What to do | What is needed is each line of the data below that holds the string "struct".

Input for this task |
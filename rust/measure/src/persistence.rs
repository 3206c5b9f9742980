// This Source Code Form is subject to the terms of the Mozilla Public
// License, v. 2.0. If a copy of the MPL was not distributed with this
// file, You can obtain one at https://mozilla.org/MPL/2.0/.

//! Persistence of tool placements.
//!
//! Placements serialize into one JSON document: toolkit-wide settings
//! keys plus one array per tool kind. Unknown keys are ignored, missing
//! keys fall back to defaults supplied through an explicit
//! [`DeserializationContext`]. Round-trips preserve every recognized
//! key.

use serde::{Deserialize, Serialize};

use crate::convert::LngLat;
use crate::error::{Error, Result};
use crate::polygon::PolygonTool;
use crate::settings::Settings;
use crate::tools::{DipStrikeTool, EllipseTool, FlagTool, PathTool, Tool};

/// Defaults applied wherever the serialized document is silent.
#[derive(Debug, Clone, Default)]
pub struct DeserializationContext {
    pub settings: Settings,
}

/// The deserialized toolkit state.
#[derive(Debug, Clone, PartialEq)]
pub struct Placements {
    pub settings: Settings,
    pub tools: Vec<Tool>,
}

/// Reads placements from a JSON document.
pub fn from_json(json: &str, ctx: &DeserializationContext) -> Result<Placements> {
    let file: PlacementsFile =
        serde_json::from_str(json).map_err(|e| Error::Deserialization(e.to_string()))?;

    let mut settings = ctx.settings;
    if let Some(v) = file.polygon_height_diff {
        settings.height_diff = v;
    }
    if let Some(v) = file.polygon_max_attempt {
        settings.max_attempt = v;
    }
    if let Some(v) = file.polygon_max_points {
        settings.max_points = v;
    }
    if let Some(v) = file.polygon_sleekness {
        settings.sleekness = v;
    }
    if let Some(v) = file.path_samples.or(file.ellipse_samples) {
        settings.num_samples = v;
    }

    let mut tools = Vec::new();
    tools.extend(file.flags.into_iter().map(|p| Tool::Flag(p.into())));
    tools.extend(file.paths.into_iter().map(|p| Tool::Path(p.into())));
    tools.extend(file.ellipses.into_iter().map(|p| Tool::Ellipse(p.into())));
    tools.extend(
        file.dip_strikes
            .into_iter()
            .map(|p| Tool::DipStrike(p.into())),
    );
    tools.extend(file.polygons.into_iter().map(|p| Tool::Polygon(p.into())));

    Ok(Placements { settings, tools })
}

/// Writes placements to a pretty-printed JSON document.
pub fn to_json(settings: &Settings, tools: &[Tool]) -> Result<String> {
    let mut file = PlacementsFile {
        polygon_height_diff: Some(settings.height_diff),
        polygon_max_attempt: Some(settings.max_attempt),
        polygon_max_points: Some(settings.max_points),
        polygon_sleekness: Some(settings.sleekness),
        ellipse_samples: Some(settings.num_samples),
        path_samples: Some(settings.num_samples),
        ..PlacementsFile::default()
    };

    for tool in tools {
        match tool {
            Tool::Flag(t) => file.flags.push(t.clone().into()),
            Tool::Path(t) => file.paths.push(t.clone().into()),
            Tool::Ellipse(t) => file.ellipses.push(t.clone().into()),
            Tool::DipStrike(t) => file.dip_strikes.push(t.clone().into()),
            Tool::Polygon(t) => file.polygons.push(t.clone().into()),
        }
    }

    serde_json::to_string_pretty(&file).map_err(|e| Error::Serialization(e.to_string()))
}

#[derive(Debug, Default, Serialize, Deserialize)]
#[serde(default, rename_all = "camelCase")]
struct PlacementsFile {
    #[serde(skip_serializing_if = "Option::is_none")]
    polygon_height_diff: Option<f64>,
    #[serde(skip_serializing_if = "Option::is_none")]
    polygon_max_attempt: Option<u32>,
    #[serde(skip_serializing_if = "Option::is_none")]
    polygon_max_points: Option<usize>,
    #[serde(skip_serializing_if = "Option::is_none")]
    polygon_sleekness: Option<u32>,
    #[serde(skip_serializing_if = "Option::is_none")]
    ellipse_samples: Option<usize>,
    #[serde(skip_serializing_if = "Option::is_none")]
    path_samples: Option<usize>,

    flags: Vec<FlagPlacement>,
    paths: Vec<PathPlacement>,
    ellipses: Vec<EllipsePlacement>,
    dip_strikes: Vec<DipStrikePlacement>,
    polygons: Vec<PolygonPlacement>,
}

#[derive(Debug, Serialize, Deserialize)]
#[serde(default, rename_all = "camelCase")]
struct FlagPlacement {
    center: String,
    frame: String,
    lng_lat: LngLat,
    color: [f64; 3],
    scale_distance: f64,
    text: String,
    minimized: bool,
}

impl Default for FlagPlacement {
    fn default() -> Self {
        FlagTool::default().into()
    }
}

impl From<FlagTool> for FlagPlacement {
    fn from(t: FlagTool) -> Self {
        Self {
            center: t.center,
            frame: t.frame,
            lng_lat: t.lng_lat,
            color: t.color,
            scale_distance: t.scale_distance,
            text: t.text,
            minimized: t.minimized,
        }
    }
}

impl From<FlagPlacement> for FlagTool {
    fn from(p: FlagPlacement) -> Self {
        Self {
            center: p.center,
            frame: p.frame,
            lng_lat: p.lng_lat,
            color: p.color,
            scale_distance: p.scale_distance,
            text: p.text,
            minimized: p.minimized,
        }
    }
}

#[derive(Debug, Serialize, Deserialize)]
#[serde(default, rename_all = "camelCase")]
struct PathPlacement {
    center: String,
    frame: String,
    positions: Vec<LngLat>,
    color: [f64; 3],
    scale_distance: f64,
    text: String,
}

impl Default for PathPlacement {
    fn default() -> Self {
        PathTool::default().into()
    }
}

impl From<PathTool> for PathPlacement {
    fn from(t: PathTool) -> Self {
        Self {
            center: t.center,
            frame: t.frame,
            positions: t.positions,
            color: t.color,
            scale_distance: t.scale_distance,
            text: t.text,
        }
    }
}

impl From<PathPlacement> for PathTool {
    fn from(p: PathPlacement) -> Self {
        Self {
            center: p.center,
            frame: p.frame,
            positions: p.positions,
            color: p.color,
            scale_distance: p.scale_distance,
            text: p.text,
        }
    }
}

#[derive(Debug, Serialize, Deserialize)]
#[serde(default, rename_all = "camelCase")]
struct EllipsePlacement {
    center: String,
    frame: String,
    /// The center handle.
    handle0: LngLat,
    #[serde(skip_serializing_if = "Option::is_none")]
    handle1: Option<LngLat>,
    #[serde(skip_serializing_if = "Option::is_none")]
    handle2: Option<LngLat>,
    color: [f64; 3],
    scale_distance: f64,
    text: String,
    minimized: bool,
}

impl Default for EllipsePlacement {
    fn default() -> Self {
        EllipseTool::default().into()
    }
}

impl From<EllipseTool> for EllipsePlacement {
    fn from(t: EllipseTool) -> Self {
        Self {
            center: t.center,
            frame: t.frame,
            handle0: t.origin,
            handle1: t.handles.map(|h| h[0]),
            handle2: t.handles.map(|h| h[1]),
            color: t.color,
            scale_distance: t.scale_distance,
            text: t.text,
            minimized: t.minimized,
        }
    }
}

impl From<EllipsePlacement> for EllipseTool {
    fn from(p: EllipsePlacement) -> Self {
        Self {
            center: p.center,
            frame: p.frame,
            origin: p.handle0,
            handles: match (p.handle1, p.handle2) {
                (Some(a), Some(b)) => Some([a, b]),
                _ => None,
            },
            color: p.color,
            scale_distance: p.scale_distance,
            text: p.text,
            minimized: p.minimized,
        }
    }
}

#[derive(Debug, Serialize, Deserialize)]
#[serde(default, rename_all = "camelCase")]
struct DipStrikePlacement {
    center: String,
    frame: String,
    positions: Vec<LngLat>,
    color: [f64; 3],
    scale_distance: f64,
    text: String,
    minimized: bool,
}

impl Default for DipStrikePlacement {
    fn default() -> Self {
        DipStrikeTool::default().into()
    }
}

impl From<DipStrikeTool> for DipStrikePlacement {
    fn from(t: DipStrikeTool) -> Self {
        Self {
            center: t.center,
            frame: t.frame,
            positions: t.positions,
            color: t.color,
            scale_distance: t.scale_distance,
            text: t.text,
            minimized: t.minimized,
        }
    }
}

impl From<DipStrikePlacement> for DipStrikeTool {
    fn from(p: DipStrikePlacement) -> Self {
        Self {
            center: p.center,
            frame: p.frame,
            positions: p.positions,
            color: p.color,
            scale_distance: p.scale_distance,
            text: p.text,
            minimized: p.minimized,
        }
    }
}

#[derive(Debug, Serialize, Deserialize)]
#[serde(default, rename_all = "camelCase")]
struct PolygonPlacement {
    center: String,
    frame: String,
    positions: Vec<LngLat>,
    color: [f64; 3],
    scale_distance: f64,
    text: String,
    minimized: bool,
}

impl Default for PolygonPlacement {
    fn default() -> Self {
        PolygonTool::default().into()
    }
}

impl From<PolygonTool> for PolygonPlacement {
    fn from(t: PolygonTool) -> Self {
        Self {
            center: t.center,
            frame: t.frame,
            positions: t.positions,
            color: t.color,
            scale_distance: t.scale_distance,
            text: t.text,
            minimized: t.minimized,
        }
    }
}

impl From<PolygonPlacement> for PolygonTool {
    fn from(p: PolygonPlacement) -> Self {
        Self {
            center: p.center,
            frame: p.frame,
            positions: p.positions,
            color: p.color,
            scale_distance: p.scale_distance,
            text: p.text,
            minimized: p.minimized,
        }
    }
}

#[cfg(test)]
mod tests {
    use super::*;

    #[test]
    fn missing_keys_take_context_defaults() {
        let ctx = DeserializationContext::default();
        let placements = from_json("{}", &ctx).unwrap();
        assert_eq!(placements.settings, Settings::default());
        assert!(placements.tools.is_empty());
    }

    #[test]
    fn unknown_keys_are_ignored() {
        let ctx = DeserializationContext::default();
        let placements = from_json(
            r#"{"polygonSleekness": 20, "futureFeature": {"a": 1}}"#,
            &ctx,
        )
        .unwrap();
        assert_eq!(placements.settings.sleekness, 20);
    }

    #[test]
    fn partial_flag_entries_are_filled_in() {
        let ctx = DeserializationContext::default();
        let placements = from_json(
            r#"{"flags": [{"lngLat": [0.5, 0.25], "text": "landing site"}]}"#,
            &ctx,
        )
        .unwrap();
        assert_eq!(placements.tools.len(), 1);
        let Tool::Flag(flag) = &placements.tools[0] else {
            panic!("expected a flag");
        };
        assert_eq!(flag.lng_lat, LngLat::new(0.5, 0.25));
        assert_eq!(flag.text, "landing site");
        assert_eq!(flag.color, [1.0, 1.0, 1.0]);
    }

    #[test]
    fn malformed_json_is_an_error() {
        let ctx = DeserializationContext::default();
        assert!(from_json("{not json", &ctx).is_err());
    }
}
impl Beachline {
    pub fn new() -> Self {
        Self {
            arcs: SlotMap::with_key(),
            breaks: SlotMap::with_key(),
            root_arc: None,
            tree_root: None,
        }
    }

    pub fn contains(&self, arc: ArcKey) -> bool {
        self.arcs.contains_key(arc)
    }

    pub fn site(&self, arc: ArcKey) -> Site {
        self.arcs[arc].site
    }

    pub fn generation(&self, arc: ArcKey) -> u64 {
        self.arcs[arc].generation
    }

    /// Invalidates the arc's pending circle event (if any) and returns the
    /// new generation value for the next event to snapshot.
    pub fn bump_generation(&mut self, arc: ArcKey) -> u64 {
        let g = &mut self.arcs[arc].generation;
        *g += 1;
        *g
    }

    pub fn left_neighbor(&self, arc: ArcKey) -> Option<ArcKey> {
        self.arcs[arc]
            .left_break
            .map(|b| self.breaks[b].left_arc)
    }

    pub fn right_neighbor(&self, arc: ArcKey) -> Option<ArcKey> {
        self.arcs[arc]
            .right_break
            .map(|b| self.breaks[b].right_arc)
    }

    /// The arcs immediately left and right of `arc`, when both exist.
    pub fn neighborhood(&self, arc: ArcKey) -> Option<(ArcKey, ArcKey)> {
        let a = self.arcs.get(arc)?;
        let lb = a.left_break?;
        let rb = a.right_break?;
        Some((self.breaks[lb].left_arc, self.breaks[rb].right_arc))
    }

    /// Inserts an arc for a site event at the current sweep value.
    pub fn insert_arc(&mut self, site: Site, sweep: f64) -> Insertion {
        let Some(root) = self.root_arc else {
            let key = self.arcs.insert(Arc::new(site));
            self.root_arc = Some(key);
            return Insertion {
                new_arc: key,
                delaunay_edge: None,
            };
        };

        let broken = if self.tree_root.is_none() {
            root
        } else {
            self.arc_at(site.x, sweep)
        };
        self.bump_generation(broken);
        let broken_site = self.arcs[broken].site;

        let new_arc = self.arcs.insert(Arc::new(site));

        if site.y == broken_site.y {
            // The new site sits at the exact focus height of the broken
            // arc; the two arcs meet in a single breakpoint.
            if site.x < broken_site.x {
                let bp = self.new_breakpoint(new_arc, broken, sweep);
                self.arcs[new_arc].right_break = Some(bp);
                self.arcs[broken].left_break = Some(bp);
                self.tree_insert(bp, sweep);
            } else {
                let bp = self.new_breakpoint(broken, new_arc, sweep);
                self.arcs[new_arc].left_break = Some(bp);
                self.arcs[broken].right_break = Some(bp);
                self.tree_insert(bp, sweep);
            }
        } else {
            // Split the broken arc; it keeps the left half, a fresh arc
            // with the same focus becomes the right half.
            let right_half = self.arcs.insert(Arc::new(broken_site));
            let left_bp = self.new_breakpoint(broken, new_arc, sweep);
            let right_bp = self.new_breakpoint(new_arc, right_half, sweep);

            self.arcs[new_arc].left_break = Some(left_bp);
            self.arcs[new_arc].right_break = Some(right_bp);

            let old_right = self.arcs[broken].right_break;
            self.arcs[right_half].right_break = old_right;
            if let Some(orb) = old_right {
                self.breaks[orb].left_arc = right_half;
            }
            self.arcs[right_half].left_break = Some(right_bp);
            self.arcs[broken].right_break = Some(left_bp);

            self.tree_insert(left_bp, sweep);
            self.tree_insert(right_bp, sweep);
        }

        Insertion {
            new_arc,
            delaunay_edge: Some((broken_site, site)),
        }
    }

    /// Removes an arc at a circle event ending in `end`. Finishes the two
    /// surrounding breakpoints into Voronoi edges and replaces them with
    /// the merged breakpoint of the former neighbors.
    pub fn remove_arc(&mut self, arc: ArcKey, end: Point2<f64>, sweep: f64) -> Removal {
        let left_break = self.arcs[arc].left_break;
        let right_break = self.arcs[arc].right_break;
        let left = left_break.map(|b| self.breaks[b].left_arc);
        let right = right_break.map(|b| self.breaks[b].right_arc);

        self.bump_generation(arc);
        if let Some(l) = left {
            self.bump_generation(l);
        }
        if let Some(r) = right {
            self.bump_generation(r);
        }

        let mut removal = Removal {
            left,
            right,
            delaunay_edge: None,
            voronoi_edges: [None, None],
        };

        match (left, right) {
            (Some(l), Some(r)) => {
                let lb = left_break.expect("left neighbor implies left breakpoint");
                let rb = right_break.expect("right neighbor implies right breakpoint");

                removal.voronoi_edges[0] = Some((self.breaks[rb].start, end));
                removal.voronoi_edges[1] = Some((self.breaks[lb].start, end));
                removal.delaunay_edge = Some((self.arcs[l].site, self.arcs[r].site));

                self.tree_remove(rb);
                self.tree_remove(lb);
                self.breaks.remove(rb);
                self.breaks.remove(lb);

                // The merged breakpoint is born in the circle center.
                let merged = self.breaks.insert(Breakpoint {
                    left_arc: l,
                    right_arc: r,
                    start: end,
                    parent: None,
                    left_child: None,
                    right_child: None,
                    cached_sweep: sweep,
                    cached_pos: end,
                });
                self.arcs[l].right_break = Some(merged);
                self.arcs[r].left_break = Some(merged);
                self.tree_insert(merged, sweep);
            }
            (Some(l), None) => {
                let lb = left_break.expect("left neighbor implies left breakpoint");
                self.tree_remove(lb);
                self.breaks.remove(lb);
                self.arcs[l].right_break = None;
            }
            (None, Some(r)) => {
                let rb = right_break.expect("right neighbor implies right breakpoint");
                self.tree_remove(rb);
                self.breaks.remove(rb);
                self.arcs[r].left_break = None;
            }
            (None, None) => {}
        }

        self.arcs.remove(arc);
        removal
    }

    /// Finishes all surviving breakpoints into Voronoi edges, extrapolated
    /// along their direction of motion to a box slightly beyond `bounds`.
    pub fn finish(
        &mut self,
        bounds: (Point2<f64>, Point2<f64>),
        sweep: f64,
        edges: &mut Vec<VoronoiEdge>,
    ) {
        let span_x = (bounds.1.x - bounds.0.x).abs().max(1e-3);
        let span_y = (bounds.1.y - bounds.0.y).abs().max(1e-3);
        let lo = Point2::new(bounds.0.x - 0.1 * span_x, bounds.0.y - 0.2 * span_y);
        let hi = Point2::new(bounds.1.x + 0.1 * span_x, bounds.1.y + 0.1 * span_y);

        let keys: Vec<BreakKey> = self.breaks.keys().collect();
        for key in keys {
            let p0 = self.break_position(key, sweep);
            let p1 = self.break_position(key, sweep - span_y);
            let dir = p1 - p0;
            let end = clip_ray(p0, dir, lo, hi);
            edges.push((self.breaks[key].start, end));
        }
    }

    /// Returns the arc directly above `x` at the current sweep value.
    /// Must not be called while the breakpoint tree is empty.
    pub fn arc_at(&mut self, x: f64, sweep: f64) -> ArcKey {
        let mut node = self.tree_root.expect("arc_at needs breakpoints");
        loop {
            let pos = self.break_position(node, sweep);
            if x < pos.x {
                match self.breaks[node].left_child {
                    Some(c) => node = c,
                    None => return self.breaks[node].left_arc,
                }
            } else {
                match self.breaks[node].right_child {
                    Some(c) => node = c,
                    None => return self.breaks[node].right_arc,
                }
            }
        }
    }

    /// Current position of a breakpoint, recomputed only when the sweep
    /// has advanced since the last query.
    pub fn break_position(&mut self, key: BreakKey, sweep: f64) -> Point2<f64> {
        let bp = &self.breaks[key];
        if bp.cached_sweep == sweep {
            return bp.cached_pos;
        }
        let p = self.arcs[bp.left_arc].site;
        let q = self.arcs[bp.right_arc].site;
        let pos = breakpoint_position(p, q, sweep);
        let bp = &mut self.breaks[key];
        bp.cached_sweep = sweep;
        bp.cached_pos = pos;
        pos
    }

    fn new_breakpoint(&mut self, left: ArcKey, right: ArcKey, sweep: f64) -> BreakKey {
        let pos = breakpoint_position(self.arcs[left].site, self.arcs[right].site, sweep);
        self.breaks.insert(Breakpoint {
            left_arc: left,
            right_arc: right,
            start: pos,
            parent: None,
            left_child: None,
            right_child: None,
            cached_sweep: sweep,
            cached_pos: pos,
        })
    }

    fn tree_insert(&mut self, key: BreakKey, sweep: f64) {
        let Some(mut node) = self.tree_root else {
            self.tree_root = Some(key);
            return;
        };
        let x = self.break_position(key, sweep).x;
        loop {
            let node_x = self.break_position(node, sweep).x;
            if x < node_x {
                match self.breaks[node].left_child {
                    Some(c) => node = c,
                    None => {
                        self.breaks[node].left_child = Some(key);
                        self.breaks[key].parent = Some(node);
                        return;
                    }
                }
            } else {
                match self.breaks[node].right_child {
                    Some(c) => node = c,
                    None => {
                        self.breaks[node].right_child = Some(key);
                        self.breaks[key].parent = Some(node);
                        return;
                    }
                }
            }
        }
    }

    fn tree_remove(&mut self, key: BreakKey) {
        let left = self.breaks[key].left_child;
        let right = self.breaks[key].right_child;

        match (left, right) {
            (None, None) => self.transplant(key, None),
            (Some(c), None) | (None, Some(c)) => self.transplant(key, Some(c)),
            (Some(l), Some(r)) => {
                // Replace by the in-order successor, the leftmost node of
                // the right subtree.
                let mut s = r;
                while let Some(c) = self.breaks[s].left_child {
                    s = c;
                }
                if s != r {
                    let s_right = self.breaks[s].right_child;
                    self.transplant(s, s_right);
                    self.breaks[s].right_child = Some(r);
                    self.breaks[r].parent = Some(s);
                }
                self.transplant(key, Some(s));
                self.breaks[s].left_child = Some(l);
                self.breaks[l].parent = Some(s);
            }
        }

        let bp = &mut self.breaks[key];
        bp.parent = None;
        bp.left_child = None;
        bp.right_child = None;
    }

    fn transplant(&mut self, old: BreakKey, new: Option<BreakKey>) {
        let parent = self.breaks[old].parent;
        match parent {
            None => self.tree_root = new,
            Some(p) => {
                if self.breaks[p].left_child == Some(old) {
                    self.breaks[p].left_child = new;
                } else {
                    self.breaks[p].right_child = new;
                }
            }
        }
        if let Some(n) = new {
            self.breaks[n].parent = parent;
        }
    }
}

Problem solution |
pub struct DeserializationContext {
pub struct Placements {
struct PlacementsFile {
struct FlagPlacement {
struct PathPlacement {
struct EllipsePlacement {
struct DipStrikePlacement {
struct PolygonPlacement {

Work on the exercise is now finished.